Launched during Pride Month in 2023, the card provides queer couples with an SPA at no cost. This gives them medical rights similar to ones enjoyed by married heterosexual couples. The ordinance was the first of its kind enacted by any government unit in the Philippines.
A total of 468 queer couples have applied for the RTC card in the two years since its implementation, as reported by the QC government.
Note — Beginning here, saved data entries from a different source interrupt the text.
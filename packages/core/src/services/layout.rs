//! Layout Algorithms
//!
//! Board-wide placement procedures over the active board's notes:
//!
//! - **Grid**: deterministic row/column placement from the viewport width
//! - **Shuffle**: rejection-sampled random placement that avoids overlap
//!   on a best-effort basis
//!
//! Z-order renormalization, the third board-wide procedure, lives with
//! bring-to-front in the store since it only ever runs as its side effect.

use crate::geometry::{self, Rect, Size};
use crate::models::Position;
use crate::services::spatial_store::SpatialStore;
use rand::Rng;

/// Tunables for placement, paint order and transfer geometry.
///
/// The defaults mirror the note footprint and spacing the presentation
/// layer renders with; applications with different note chrome inject
/// their own values through [`SpatialStore::with_config`].
#[derive(Debug, Clone)]
pub struct LayoutConfig {
    /// Rendered note footprint, in canvas units
    pub note_size: Size,
    /// Gap between grid cells
    pub grid_spacing: f64,
    /// Top margin above the first grid row
    pub grid_top_margin: f64,
    /// Bring-to-front renormalizes once a z-index would reach this value
    pub z_index_ceiling: i64,
    /// Random draws per note before shuffle placement gives up on
    /// avoiding overlap
    pub shuffle_attempts: u32,
    /// Maximum tilt magnitude handed out by shuffle, in degrees
    pub max_tilt: f64,
    /// Maximum tilt magnitude handed out by a cross-board transfer
    pub max_transfer_tilt: f64,
    /// Edge length of the square spawn region for new notes
    pub spawn_range: f64,
    /// Region a transferred note lands in when the caller supplies no
    /// drop position
    pub drop_region: Size,
}

impl Default for LayoutConfig {
    fn default() -> Self {
        Self {
            note_size: Size::new(200.0, 200.0),
            grid_spacing: 20.0,
            grid_top_margin: 20.0,
            z_index_ceiling: 100,
            shuffle_attempts: 100,
            max_tilt: 5.0,
            max_transfer_tilt: 5.0,
            spawn_range: 100.0,
            drop_region: Size::new(240.0, 400.0),
        }
    }
}

impl SpatialStore {
    /// Compute grid placements for the loaded notes.
    ///
    /// Column count follows the viewport width; notes fill rows in index
    /// order. Deterministic given (note order, viewport width), so the
    /// presentation layer recomputes whenever either changes. Nothing is
    /// mutated and nothing is marked dirty; the grid is an overlay the
    /// consumer renders, matching tidy mode's read-only character.
    pub fn grid_positions(&self, viewport_width: f64) -> Vec<(String, Position)> {
        let note = self.config.note_size;
        let spacing = self.config.grid_spacing;
        let columns = (((viewport_width - spacing) / (note.width + spacing)).floor() as i64)
            .max(1) as usize;

        self.notes
            .iter()
            .enumerate()
            .map(|(index, n)| {
                let row = index / columns;
                let col = index % columns;
                let position = Position {
                    x: col as f64 * (note.width + spacing) + spacing,
                    y: row as f64 * (note.height + spacing) + self.config.grid_top_margin,
                };
                (n.id.clone(), position)
            })
            .collect()
    }

    /// Scatter the loaded notes across `viewport` without overlap, best
    /// effort.
    ///
    /// Each note gets up to the configured number of random draws; the
    /// first draw whose bounding box clears every note already placed in
    /// this pass wins. A note that exhausts its draws keeps the last
    /// candidate even if it overlaps; with a crowded viewport that is the
    /// documented fallback, not a broken invariant. Every note also
    /// receives a fresh random tilt and is marked dirty, so the new
    /// scatter persists on the next `save_positions`.
    pub fn shuffle_notes(&mut self, viewport: Size) {
        let extent = self.config.note_size;
        let attempts = self.config.shuffle_attempts;
        let max_tilt = self.config.max_tilt;

        let mut placed: Vec<Rect> = Vec::with_capacity(self.notes.len());
        let mut placements: Vec<(Position, f64)> = Vec::with_capacity(self.notes.len());
        for _ in 0..self.notes.len() {
            let (position, _fit) = geometry::sample_non_overlapping(
                &mut self.rng,
                viewport,
                extent,
                &placed,
                attempts,
            );
            placed.push(Rect::at(position, extent));
            let rotation = (self.rng.gen::<f64>() * 2.0 - 1.0) * max_tilt;
            placements.push((position, rotation));
        }

        for (note, (position, rotation)) in self.notes.iter_mut().zip(placements) {
            note.position = position;
            note.rotation = rotation;
            self.dirty_note_ids.insert(note.id.clone());
        }
    }
}

#[cfg(test)]
mod tests {
    use super::*;

    #[test]
    fn test_default_config_matches_rendered_note_chrome() {
        let config = LayoutConfig::default();
        assert_eq!(config.note_size, Size::new(200.0, 200.0));
        assert_eq!(config.z_index_ceiling, 100);
        assert_eq!(config.shuffle_attempts, 100);
    }
}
For Cendaña, a former member of the QC Pride Council before joining Congress, among the many successes of the RTC card since 2023, its greatest impact has been how the application process has helped “normalize” the coming out of couples.
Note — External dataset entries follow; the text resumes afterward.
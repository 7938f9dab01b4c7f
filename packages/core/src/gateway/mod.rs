//! Persistence Layer
//!
//! This module abstracts the document store behind the engine:
//!
//! - [`PersistenceGateway`] - the async trait every backend implements
//! - [`MemoryGateway`] - bundled in-memory reference backend
//! - [`GatewayError`] - backend error vocabulary
//!
//! The engine never reaches the store directly; all persistence flows
//! through the trait so applications can wire in any document store that
//! honors the contract's atomicity requirements.

mod error;
mod memory;
mod persistence;

pub use error::GatewayError;
pub use memory::MemoryGateway;
pub use persistence::PersistenceGateway;
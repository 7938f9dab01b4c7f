//! Board Data Structures
//!
//! A board is a named partition of notes. Boards carry a numeric `order`
//! whose relative ordering is the only meaningful signal; values are not
//! required to be contiguous and ties resolve to original load order.

use crate::models::Note;
use chrono::{DateTime, Utc};
use serde::{Deserialize, Serialize};

/// A named partition of notes
#[derive(Debug, Clone, PartialEq, Serialize, Deserialize)]
#[serde(rename_all = "camelCase")]
pub struct Board {
    /// Backend-assigned identifier
    pub id: String,

    /// Display name
    pub name: String,

    /// Sort key for display order; relative ordering only
    pub order: i64,

    /// Presentation override: render every note at rotation 0.
    /// Stored rotations are untouched while this is on.
    pub tidy_mode_enabled: bool,

    /// Creation timestamp (backend-assigned)
    pub created_at: DateTime<Utc>,
}

impl Board {
    /// Rotation a consumer should render for `note` on this board.
    ///
    /// Tidy mode suppresses the stored tilt without mutating it.
    pub fn effective_rotation(&self, note: &Note) -> f64 {
        if self.tidy_mode_enabled {
            0.0
        } else {
            note.rotation
        }
    }
}

/// Sparse patch for board metadata
#[derive(Debug, Clone, Default, PartialEq, Serialize, Deserialize)]
#[serde(rename_all = "camelCase")]
pub struct BoardPatch {
    #[serde(skip_serializing_if = "Option::is_none")]
    pub name: Option<String>,

    #[serde(skip_serializing_if = "Option::is_none")]
    pub tidy_mode_enabled: Option<bool>,
}

/// One element of a batch board reorder write
#[derive(Debug, Clone, PartialEq, Serialize, Deserialize)]
#[serde(rename_all = "camelCase")]
pub struct BoardOrder {
    pub id: String,
    pub order: i64,
}

#[cfg(test)]
mod tests {
    use super::*;
    use crate::models::Position;

    fn board(tidy: bool) -> Board {
        Board {
            id: "b1".to_string(),
            name: "Ideas".to_string(),
            order: 0,
            tidy_mode_enabled: tidy,
            created_at: Utc::now(),
        }
    }

    #[test]
    fn test_effective_rotation_respects_tidy_mode() {
        let mut note = Note::new(
            "n1".to_string(),
            "b1".to_string(),
            String::new(),
            String::new(),
            Position::default(),
            1,
        );
        note.rotation = -3.5;

        assert_eq!(board(false).effective_rotation(&note), -3.5);
        assert_eq!(board(true).effective_rotation(&note), 0.0);
        // stored rotation is never mutated
        assert_eq!(note.rotation, -3.5);
    }
}
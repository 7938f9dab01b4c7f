//! PersistenceGateway Trait - Document Store Abstraction
//!
//! This module defines the `PersistenceGateway` trait that abstracts the
//! document store backing the spatial engine. The trait is the engine's
//! only suspension point: every other operation is synchronous with
//! respect to the caller's event loop.
//!
//! # Architecture
//!
//! - **Abstraction point**: between `SpatialStore` (session state and
//!   mutation policy) and whatever document store an application wires in
//! - **Async-first**: all methods are async so embedded and network
//!   backends share one contract
//! - **Error handling**: `anyhow::Result` for flexible error context;
//!   the engine maps failures into its own typed error at the call site
//!
//! # Atomicity requirements
//!
//! The engine leans on two backend guarantees and adds no transactions of
//! its own:
//!
//! - `batch_update_geometry` and `reorder_boards` are all-or-nothing
//! - `move_note` rewrites the board reference and the geometry fields in
//!   one atomic document update
//!
//! # Examples
//!
//! ```rust,no_run
//! use corkboard_core::gateway::{MemoryGateway, PersistenceGateway};
//! use std::sync::Arc;
//!
//! # async fn example() -> anyhow::Result<()> {
//! let gateway: Arc<dyn PersistenceGateway> = Arc::new(MemoryGateway::new());
//! let board = gateway.create_board("user-1", "Ideas").await?;
//! let boards = gateway.list_boards("user-1").await?;
//! assert_eq!(boards[0].id, board.id);
//! # Ok(())
//! # }
//! ```

use crate::models::{Board, BoardOrder, BoardPatch, GeometryUpdate, Note, NotePatch, Position};
use anyhow::Result;
use async_trait::async_trait;

/// Abstraction over the document store holding boards and notes.
///
/// Implementations must be `Send + Sync`; the store holds one behind an
/// `Arc<dyn PersistenceGateway>`.
#[async_trait]
pub trait PersistenceGateway: Send + Sync {
    //
    // BOARD OPERATIONS
    //

    /// Fetch all boards owned by `owner_id`, sorted by `order` ascending.
    /// Ties keep insertion order.
    async fn list_boards(&self, owner_id: &str) -> Result<Vec<Board>>;

    /// Create a board.
    ///
    /// The backend assigns the id, a monotonically increasing
    /// timestamp-derived `order`, `tidy_mode_enabled = false` and the
    /// creation timestamp.
    async fn create_board(&self, owner_id: &str, name: &str) -> Result<Board>;

    /// Apply a sparse metadata patch to a board.
    ///
    /// # Errors
    ///
    /// Fails when the board does not exist.
    async fn update_board(&self, id: &str, patch: BoardPatch) -> Result<()>;

    /// Delete a board document. Deleting an absent board succeeds
    /// (idempotent delete). Notes are never cascade-deleted.
    async fn delete_board(&self, id: &str) -> Result<()>;

    /// Batch-write new `order` values. All-or-nothing: either every listed
    /// board is reordered or none is.
    async fn reorder_boards(&self, orders: &[BoardOrder]) -> Result<()>;

    //
    // NOTE OPERATIONS
    //

    /// Fetch all notes of one board for one owner.
    async fn list_notes(&self, owner_id: &str, board_id: &str) -> Result<Vec<Note>>;

    /// Create a note on `board_id` with the provided provisional geometry.
    ///
    /// The backend assigns the id and timestamps and applies the default
    /// color, rotation and size category.
    ///
    /// # Errors
    ///
    /// Fails when the target board does not exist.
    async fn create_note(
        &self,
        owner_id: &str,
        board_id: &str,
        title: &str,
        content: &str,
        position: Position,
        z_index: i64,
    ) -> Result<Note>;

    /// Apply a sparse content patch (title/content/color) and refresh the
    /// note's update timestamp.
    async fn update_note(&self, id: &str, patch: NotePatch) -> Result<()>;

    /// Delete a note document. Deleting an absent note succeeds.
    async fn delete_note(&self, id: &str) -> Result<()>;

    /// Batch-write geometry for several notes. All-or-nothing.
    async fn batch_update_geometry(&self, updates: &[GeometryUpdate]) -> Result<()>;

    /// Atomically rewrite a note's board reference together with any of the
    /// supplied geometry fields.
    ///
    /// # Errors
    ///
    /// Fails when the note or the destination board does not exist.
    async fn move_note(
        &self,
        id: &str,
        dest_board_id: &str,
        position: Option<Position>,
        rotation: Option<f64>,
        z_index: Option<i64>,
    ) -> Result<()>;

    /// Fetch a single note by id.
    ///
    /// # Errors
    ///
    /// Fails when the note does not exist.
    async fn get_note_by_id(&self, id: &str) -> Result<Note>;
}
“The act of going to the city hall, registering for your Right to Care card, and undergoing the Orientation and Sensitization seminar, it is a very important step [toward] normalizing the recognition of their partnership, the love between queer couples in our city,” he elaborates in a mix of English and Filipino. “And hopefully, it will send a strong signal to the entire country.”
Now in Congress, Cendaña has since filed a bill to nationalize the RTC card. The lawmaker also reveals that the local government of San Juan City, which approved an ordinance instituting their local version of the card last June 10, has ongoing negotiations with the QC government to ensure that constituents’ SPAs are recognized across both cities.
Hope or compromise?
Despite the benefits of what is considered a landmark legislation, Alibudbud concedes that the RTC card “technically is a band-aid solution for the lack of [equal] rights in general.”
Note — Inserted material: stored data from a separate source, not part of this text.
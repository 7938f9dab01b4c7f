//! Geometry utilities
//!
//! Pure functions over points and axis-aligned rectangles. No engine state
//! is touched here; the spatial store and the layout algorithms build on
//! these primitives.

use crate::models::Position;
use rand::Rng;
use serde::{Deserialize, Serialize};

/// Width and height of a region, in canvas units
#[derive(Debug, Clone, Copy, PartialEq, Serialize, Deserialize)]
#[serde(rename_all = "camelCase")]
pub struct Size {
    pub width: f64,
    pub height: f64,
}

impl Size {
    pub fn new(width: f64, height: f64) -> Self {
        Self { width, height }
    }
}

/// Axis-aligned rectangle in canvas coordinates
#[derive(Debug, Clone, Copy, PartialEq)]
pub struct Rect {
    pub x: f64,
    pub y: f64,
    pub width: f64,
    pub height: f64,
}

impl Rect {
    pub fn new(x: f64, y: f64, width: f64, height: f64) -> Self {
        Self {
            x,
            y,
            width,
            height,
        }
    }

    /// Rectangle with its top-left corner at `origin`
    pub fn at(origin: Position, extent: Size) -> Self {
        Self::new(origin.x, origin.y, extent.width, extent.height)
    }

    /// True when `point` lies inside the rectangle.
    /// The top/left edges are inclusive, bottom/right exclusive.
    pub fn contains(&self, point: Position) -> bool {
        point.x >= self.x
            && point.x < self.x + self.width
            && point.y >= self.y
            && point.y < self.y + self.height
    }

    /// True when the interiors of the two rectangles overlap.
    /// Rectangles that merely share an edge do not intersect.
    pub fn intersects(&self, other: &Rect) -> bool {
        self.x < other.x + other.width
            && other.x < self.x + self.width
            && self.y < other.y + other.height
            && other.y < self.y + self.height
    }
}

/// Clamp `position` so a rectangle of `extent` anchored there stays fully
/// inside `bounds`.
///
/// The lower bound wins when `bounds` is smaller than `extent`, keeping the
/// result non-negative.
pub fn clamp_to_bounds(position: Position, bounds: Size, extent: Size) -> Position {
    let max_x = (bounds.width - extent.width).max(0.0);
    let max_y = (bounds.height - extent.height).max(0.0);
    Position {
        x: position.x.clamp(0.0, max_x),
        y: position.y.clamp(0.0, max_y),
    }
}

/// Rejection-sample a placement for a rectangle of `extent` inside `bounds`
/// that does not overlap any rectangle in `placed`.
///
/// Draws up to `attempts` uniform candidates and accepts the first one whose
/// bounding box is overlap-free. When the attempt budget is exhausted the
/// last candidate is returned anyway and the second tuple element is `false`;
/// callers treat that as a documented best-effort placement, not an error.
pub fn sample_non_overlapping<R: Rng>(
    rng: &mut R,
    bounds: Size,
    extent: Size,
    placed: &[Rect],
    attempts: u32,
) -> (Position, bool) {
    let max_x = (bounds.width - extent.width).max(0.0);
    let max_y = (bounds.height - extent.height).max(0.0);

    let mut candidate = Position::default();
    for _ in 0..attempts {
        candidate = Position {
            x: rng.gen::<f64>() * max_x,
            y: rng.gen::<f64>() * max_y,
        };
        let footprint = Rect::at(candidate, extent);
        if !placed.iter().any(|r| r.intersects(&footprint)) {
            return (candidate, true);
        }
    }
    (candidate, false)
}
Cendaña acknowledges critics’ fear that the potential RTC Law could become “a gateway that would eventually open [the door to] marriage equality legislation.” Still, he argues that the fact cannot be denied. “Dapat may pantay na karapatan.”
(There must be equal rights.)
The congressman also points out that it has been 25 years since the SOGIESC Equality Bill was first filed during the 11th Congress by the late former Senator Miriam Defensor-Santiago and former Akbayan Partylist Representative Etta Rosales, his predecessor. He sees these past 25 years as ones of “neglect and inaction” from his fellow lawmakers in Congress. “It’s about time for us to recognize na hindi special rights itong hinihingi. These are fundamental rights,” he stresses.
(It’s about time for us to recognize that we are not asking for special rights. These are fundamental rights.)
Ultimately, the struggles LGBTQIA+ couples face in gaining access to healthcare are merely branches of long-standing discrimination. While these prejudices persist, any compromises—the Right to Care card included—will seem to only serve as faux markers of hope for a community which continues to seek the rights they should have had in the first place.
*Names with asterisks (*) are pseudonyms.